- Episode no.: Season 12 Episode 17
- Directed by: Joseph Lee
- Written by: Tom Devanney
- Production code: BACX14
- Original air date: April 13, 2014

Guest appearances
- Credited:; Dennis Farina as himself; Carrie Fisher as Angela; Marlee Matlin as Stella; Fred Tatasciore as John Goodman; Uncredited:; Jon Cryer as Alan Harper (deleted scenes); Ashton Kutcher as Walden Schmidt (deleted scenes);

Episode chronology
| ← Previous "Herpe the Love Sore" | Next → "Baby Got Black" |
- Family Guy season 12

= The Most Interesting Man in the World (Family Guy) =

"The Most Interesting Man in the World" is the seventeenth episode of the twelfth season of the animated comedy series Family Guy and the 227th episode overall. It aired on Fox in the United States on April 13, 2014, and is written by Tom Devanney and directed by Joseph Lee. The episode features Dennis Farina in one of his final appearances before his death. It is the last episode Ron Jones composed for the series, leaving Walter Murphy in charge of the musical score for future seasons.
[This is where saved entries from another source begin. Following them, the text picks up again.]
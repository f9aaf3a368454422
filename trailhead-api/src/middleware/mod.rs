//! Cross-cutting request middleware, layered in `routes.rs`.

pub mod auth;
pub mod error_page;
pub mod rate_limit;
pub mod sanitize;
pub mod security_headers;

pub use auth::{protect, restrict_to, CurrentUser, OptionalUser};
//! Inference engine configuration.

use serde::{Deserialize, Serialize};

use crate::constants::DEFAULT_BASE_RATE;

#[derive(Debug, Clone, Serialize, Deserialize, Default)]
#[serde(default)]
pub struct AnalysisConfig {
    /// Prior probability of Quality before any evidence. Default: 0.10.
    pub base_rate: Option<f64>,
}

impl AnalysisConfig {
    /// Returns the effective base rate, defaulting to 0.10.
    pub fn effective_base_rate(&self) -> f64 {
        self.base_rate.unwrap_or(DEFAULT_BASE_RATE)
    }
}
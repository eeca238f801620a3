// Moat CLI
use std::io::Write;
use std::path::{Path, PathBuf};

use anyhow::{bail, Context, Result};
use clap::{Parser, Subcommand};

use moat_analysis::io::{read_source, render, write_report};
use moat_analysis::{analyze, analyze_batch, AnalysisOptions};
use moat_core::config::{CliOverrides, MoatConfig, ReportFormat};
use moat_core::constants::VERSION;
use moat_core::errors::MoatErrorCode;
use moat_core::tracing::init_tracing;
use moat_core::Target;

#[derive(Parser)]
#[command(name = "moat")]
#[command(version = VERSION)]
#[command(
    about = "Bayesian quality-of-investment scoring over markdown financial tables",
    long_about = None
)]
struct Cli {
    /// Directory searched for moat.toml (defaults to the current directory)
    #[arg(long, global = true, value_name = "DIR")]
    root: Option<PathBuf>,

    #[command(subcommand)]
    command: Commands,
}

#[derive(Subcommand)]
enum Commands {
    /// Analyze one security and write its evidence trace
    Analyze {
        /// Merged markdown report to read
        #[arg(value_name = "INPUT")]
        input: PathBuf,

        /// 6-digit security code of the target row
        #[arg(short, long)]
        code: Option<String>,

        /// Display name for the report title
        #[arg(short, long)]
        name: Option<String>,

        /// Prior probability of Quality before any evidence
        #[arg(long, value_name = "P")]
        base_rate: Option<f64>,

        /// Output format (markdown or json)
        #[arg(short, long)]
        format: Option<String>,

        /// Output file (defaults to stdout)
        #[arg(short, long, value_name = "OUTPUT")]
        output: Option<PathBuf>,

        /// Print non-fatal extraction diagnostics to stderr
        #[arg(short, long)]
        verbose: bool,
    },

    /// Analyze several securities over the same source, one report each
    Batch {
        /// Merged markdown report to read
        #[arg(value_name = "INPUT")]
        input: PathBuf,

        /// Security codes to analyze
        #[arg(short, long = "code", value_name = "CODE", required = true)]
        codes: Vec<String>,

        /// Prior probability of Quality before any evidence
        #[arg(long, value_name = "P")]
        base_rate: Option<f64>,

        /// Output format (markdown or json)
        #[arg(short, long)]
        format: Option<String>,

        /// Directory for <CODE>.md / <CODE>.json reports (defaults to stdout)
        #[arg(short, long, value_name = "DIR")]
        output_dir: Option<PathBuf>,
    },
}

fn main() -> Result<()> {
    init_tracing();
    let cli = Cli::parse();
    let root = match cli.root {
        Some(root) => root,
        None => std::env::current_dir().context("Failed to resolve current directory")?,
    };

    match cli.command {
        Commands::Analyze {
            input,
            code,
            name,
            base_rate,
            format,
            output,
            verbose,
        } => {
            let overrides = CliOverrides {
                base_rate,
                target_code: code,
                target_name: name,
                report_format: format,
            };
            let config = load_config(&root, &overrides)?;
            let source = read_source(&input)?;
            let target = config.target();
            tracing::debug!(input = %input.display(), %target, "starting analysis");

            let result = analyze(&source, &target, &AnalysisOptions::from_config(&config));
            if verbose {
                for error in &result.errors {
                    eprintln!("{}", error.coded_string());
                }
            }

            let report = render(&result.data, config.report.effective_format()?)?;
            emit(output.as_deref(), &report)?;
        }

        Commands::Batch {
            input,
            codes,
            base_rate,
            format,
            output_dir,
        } => {
            let overrides = CliOverrides {
                base_rate,
                report_format: format,
                ..Default::default()
            };
            let config = load_config(&root, &overrides)?;
            let report_format = config.report.effective_format()?;

            let mut targets = Vec::with_capacity(codes.len());
            for code in codes {
                if !Target::is_valid_code(&code) {
                    bail!("{code:?} is not a 6-digit security code");
                }
                targets.push(Target::new(code.clone(), code));
            }

            let source = read_source(&input)?;
            let results = analyze_batch(&source, &targets, &AnalysisOptions::from_config(&config));

            if let Some(dir) = &output_dir {
                std::fs::create_dir_all(dir)
                    .with_context(|| format!("Failed to create {}", dir.display()))?;
            }
            for result in &results {
                let report = render(&result.data, report_format)?;
                match &output_dir {
                    Some(dir) => {
                        let code = &result.data.target.code;
                        let file = format!("{code}.{}", extension(report_format));
                        write_report(&dir.join(file), &report)?;
                    }
                    None => emit(None, &report)?,
                }
            }
            tracing::info!(reports = results.len(), "batch complete");
        }
    }

    Ok(())
}

fn load_config(root: &Path, overrides: &CliOverrides) -> Result<MoatConfig> {
    MoatConfig::load(root, Some(overrides))
        .with_context(|| format!("Failed to load configuration from {}", root.display()))
}

fn extension(format: ReportFormat) -> &'static str {
    match format {
        ReportFormat::Markdown => "md",
        ReportFormat::Json => "json",
    }
}

fn emit(output: Option<&Path>, report: &str) -> Result<()> {
    match output {
        Some(path) => write_report(path, report)?,
        None => {
            let mut stdout = std::io::stdout().lock();
            stdout
                .write_all(report.as_bytes())
                .context("Failed to write report to stdout")?;
            if !report.ends_with('\n') {
                writeln!(stdout).context("Failed to write report to stdout")?;
            }
        }
    }
    Ok(())
}
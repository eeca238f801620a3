//! Target security configuration.

use serde::{Deserialize, Serialize};

use crate::constants::{DEFAULT_TARGET_CODE, DEFAULT_TARGET_NAME};
use crate::types::Target;

#[derive(Debug, Clone, Serialize, Deserialize, Default)]
#[serde(default)]
pub struct TargetConfig {
    /// 6-digit security code. Default: 600519.
    pub code: Option<String>,
    /// Display name for the report header.
    pub name: Option<String>,
}

impl TargetConfig {
    pub fn effective_code(&self) -> &str {
        self.code.as_deref().unwrap_or(DEFAULT_TARGET_CODE)
    }

    /// A configured code without a configured name is labelled with the code itself,
    /// so a custom code never inherits the default security's name.
    pub fn effective_name(&self) -> &str {
        match (&self.name, &self.code) {
            (Some(name), _) => name.as_str(),
            (None, Some(code)) => code.as_str(),
            (None, None) => DEFAULT_TARGET_NAME,
        }
    }

    /// Resolve into the explicit target handed to one analysis run.
    pub fn to_target(&self) -> Target {
        Target::new(self.effective_code(), self.effective_name())
    }
}
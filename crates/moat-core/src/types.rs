//! Value types shared across crates.

use std::fmt;

use serde::{Deserialize, Serialize};

use crate::constants::SECURITY_CODE_LEN;

/// The security one analysis run is about.
///
/// Passed explicitly into every run; there is no process-wide default target.
#[derive(Debug, Clone, PartialEq, Eq, Hash, Serialize, Deserialize)]
pub struct Target {
    /// 6-digit exchange code, used to select the target row.
    pub code: String,
    /// Display name for the report header.
    pub name: String,
}

impl Target {
    pub fn new(code: impl Into<String>, name: impl Into<String>) -> Self {
        Self {
            code: code.into(),
            name: name.into(),
        }
    }

    /// Whether `code` has the shape of an exchange security code.
    pub fn is_valid_code(code: &str) -> bool {
        code.len() == SECURITY_CODE_LEN && code.bytes().all(|b| b.is_ascii_digit())
    }
}

impl fmt::Display for Target {
    fn fmt(&self, f: &mut fmt::Formatter<'_>) -> fmt::Result {
        write!(f, "{} ({})", self.name, self.code)
    }
}

#[cfg(test)]
mod tests {
    use super::*;

    #[test]
    fn test_code_shape() {
        assert!(Target::is_valid_code("600519"));
        assert!(!Target::is_valid_code("60051"));
        assert!(!Target::is_valid_code("60051a"));
        assert!(!Target::is_valid_code("６００５１９"));
    }

    #[test]
    fn test_display() {
        let t = Target::new("000858", "五粮液");
        assert_eq!(t.to_string(), "五粮液 (000858)");
    }
}
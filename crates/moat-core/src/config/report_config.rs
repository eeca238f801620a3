//! Report output configuration.

use std::fmt;
use std::str::FromStr;

use serde::{Deserialize, Serialize};

use crate::constants::DEFAULT_REPORT_FORMAT;
use crate::errors::ConfigError;

#[derive(Debug, Clone, Serialize, Deserialize, Default)]
#[serde(default)]
pub struct ReportConfig {
    /// `markdown` or `json`. Default: markdown.
    pub format: Option<String>,
}

impl ReportConfig {
    pub fn effective_format(&self) -> Result<ReportFormat, ConfigError> {
        self.format
            .as_deref()
            .unwrap_or(DEFAULT_REPORT_FORMAT)
            .parse()
    }
}

#[derive(Debug, Clone, Copy, PartialEq, Eq, Hash, Serialize, Deserialize)]
#[serde(rename_all = "lowercase")]
pub enum ReportFormat {
    Markdown,
    Json,
}

impl ReportFormat {
    pub fn name(&self) -> &'static str {
        match self {
            Self::Markdown => "markdown",
            Self::Json => "json",
        }
    }
}

impl fmt::Display for ReportFormat {
    fn fmt(&self, f: &mut fmt::Formatter<'_>) -> fmt::Result {
        f.write_str(self.name())
    }
}

impl FromStr for ReportFormat {
    type Err = ConfigError;

    fn from_str(s: &str) -> Result<Self, Self::Err> {
        match s.trim().to_ascii_lowercase().as_str() {
            "markdown" | "md" => Ok(Self::Markdown),
            "json" => Ok(Self::Json),
            other => Err(ConfigError::InvalidValue {
                field: "report.format".to_string(),
                message: format!("unknown format {other:?}, expected markdown or json"),
            }),
        }
    }
}
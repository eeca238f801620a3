//! Analysis-run errors and non-fatal error collection.

use super::{ExtractionError, LedgerError, MoatErrorCode};

/// Non-fatal problems encountered during one analysis run.
/// Aggregates subsystem errors via `From` conversions.
#[derive(Debug, Clone, PartialEq, thiserror::Error)]
pub enum AnalysisError {
    #[error("Extraction: {0}")]
    Extraction(#[from] ExtractionError),

    #[error("Ledger: {0}")]
    Ledger(#[from] LedgerError),
}

impl MoatErrorCode for AnalysisError {
    fn error_code(&self) -> &'static str {
        match self {
            Self::Extraction(e) => e.error_code(),
            Self::Ledger(e) => e.error_code(),
        }
    }
}

/// Result of an analysis run that accumulates non-fatal errors.
/// The data is always present; the errors explain a short evidence log.
#[derive(Debug, Default)]
pub struct AnalysisResult<T = ()> {
    /// The result data.
    pub data: T,
    /// Non-fatal errors collected during the run, in encounter order.
    pub errors: Vec<AnalysisError>,
}

impl<T> AnalysisResult<T> {
    pub fn new(data: T) -> Self {
        Self {
            data,
            errors: Vec::new(),
        }
    }

    /// Add a non-fatal error to the result.
    pub fn add_error(&mut self, error: impl Into<AnalysisError>) {
        self.errors.push(error.into());
    }

    /// Returns true if there are no non-fatal errors.
    pub fn is_clean(&self) -> bool {
        self.errors.is_empty()
    }

    pub fn error_count(&self) -> usize {
        self.errors.len()
    }
}
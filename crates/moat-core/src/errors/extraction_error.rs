//! Table extraction errors.
//!
//! None of these abort a run. They are collected as diagnostics explaining
//! why a rule contributed no evidence.

use super::error_code::{self, MoatErrorCode};

#[derive(Debug, Clone, PartialEq, thiserror::Error)]
pub enum ExtractionError {
    #[error("Section not found or has no table: {section}")]
    SectionNotFound { section: String },

    #[error("No row in {section} matches key {key:?}")]
    RowNotFound { section: String, key: String },

    #[error("No column in {section} matches {keywords:?}")]
    ColumnNotFound {
        section: String,
        keywords: Vec<String>,
    },

    #[error("Missing value for {metric} in {section}")]
    MissingValue { section: String, metric: String },

    #[error("Unparseable value for {metric} in {section}: {raw:?}")]
    UnparseableValue {
        section: String,
        metric: String,
        raw: String,
    },
}

impl MoatErrorCode for ExtractionError {
    fn error_code(&self) -> &'static str {
        match self {
            Self::UnparseableValue { .. } => error_code::UNPARSEABLE_VALUE,
            _ => error_code::MISSING_DATA,
        }
    }
}
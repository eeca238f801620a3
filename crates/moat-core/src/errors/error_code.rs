//! MoatErrorCode trait for structured error codes.

/// Every error enum implements this to expose a stable code string
/// for machine consumers (JSON output, exit diagnostics).
pub trait MoatErrorCode {
    /// Returns the error code string (e.g., "CONFIG_ERROR").
    fn error_code(&self) -> &'static str;

    /// Returns the formatted error string: `[ERROR_CODE] message`.
    fn coded_string(&self) -> String
    where
        Self: std::fmt::Display,
    {
        format!("[{}] {}", self.error_code(), self)
    }
}

pub const CONFIG_ERROR: &str = "CONFIG_ERROR";
pub const MISSING_DATA: &str = "MISSING_DATA";
pub const UNPARSEABLE_VALUE: &str = "UNPARSEABLE_VALUE";
pub const DEGENERATE_LIKELIHOOD: &str = "DEGENERATE_LIKELIHOOD";
pub const INVALID_LIKELIHOOD: &str = "INVALID_LIKELIHOOD";
pub const REPORT_IO_ERROR: &str = "REPORT_IO_ERROR";
pub const REPORT_SERIALIZATION_ERROR: &str = "REPORT_SERIALIZATION_ERROR";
In the episode, when Peter takes Stewie to the park for some quality father-son time, he mistakenly takes the wrong baby home, prompting Lois to call him an idiot and be fed up with him, which hurts his feelings. Determined to prove to her that he is a responsible adult, Peter goes on business trips to Chicago, New York City, San Francisco and St. Louis, returning as an intelligent, classy man.

==Plot==
When Lois goes out with Bonnie to the shooting range (which creeped Joe out on her last visit since the target was a paraplegic man), she tells Peter to take Stewie to the park in order to spend time with him. Bored at the park, Peter decides to sneak off to The Drunken Clam when Joe and Quagmire tell him that 60 clowns have arrived, so he leaves one of his eyes at the park. When Lois calls him at the bar, he rushes out to grab Stewie but accidentally takes the wrong child (whom Stewie happened to befriend). Arriving home, he tries to cover it up in front of Lois; but she finds out just as another woman arrives with Stewie. An enraged Lois yells at Peter and calls him an idiot and fed up with him, hurting his feelings.

Commiserating with the guys at The Drunken Clam, Quagmire suggests Peter broaden his horizons. At the Pawtucket Brewery, Stella turns down Angela's order to go to Chicago for a business trip since she is planning to watch the "Deaf Games" (a boxing match where deaf boxers fight each other to death). Peter takes Angela's offer and takes over the trip, where he takes advantage of a short meeting to visit Chicago's cultural offerings. He makes many more business trips to San Francisco, St. Louis, and New York, picking up more learning until he finally returns home refined and cultured, surprising his family.

However, the new Peter's culture begins to alienate his friends and obstruct the usual family entertainment, replacing the TV with a bookcase with different books where one of them happens to be Game of Thrones. Brian finds Lois sneaking a TV and she admits that Peter has become a problem and did not make her feel dumb before. She then sends him to the dumbest city in the world, Tucson, Arizona. When he returns, he is back to normal much to the delight of Lois and Brian.

==Reception==
Eric Thurm of The A.V. Club gave the episode a B+, saying "Most of the second half of the episode is very funny, but that doesn’t negate the fact that most of the first half of this Family Guy is spent calling attention to the laziness of its own jokes—Peter noting that he thought the clown car could only hold one person, etc. This sort of writing is good for a cheap laugh or two every once in a while, but it’s nowhere near enough to sustain an entire episode of television, let alone a series. Our reset button this week takes the form of Lois and Brian sending Peter to the dumbest city in the world to become lazy and irritating again: Tucson, Arizona. If only more episodes of the show were a bit more like its version of Chicago and less like its version of Tucson."

The episode received a 2.1 rating in the 18–49 years old demographic and was watched by a total of 4.39 million people. This made it the most watched show on Animation Domination that night, beating American Dad!, Bob's Burgers and The Simpsons.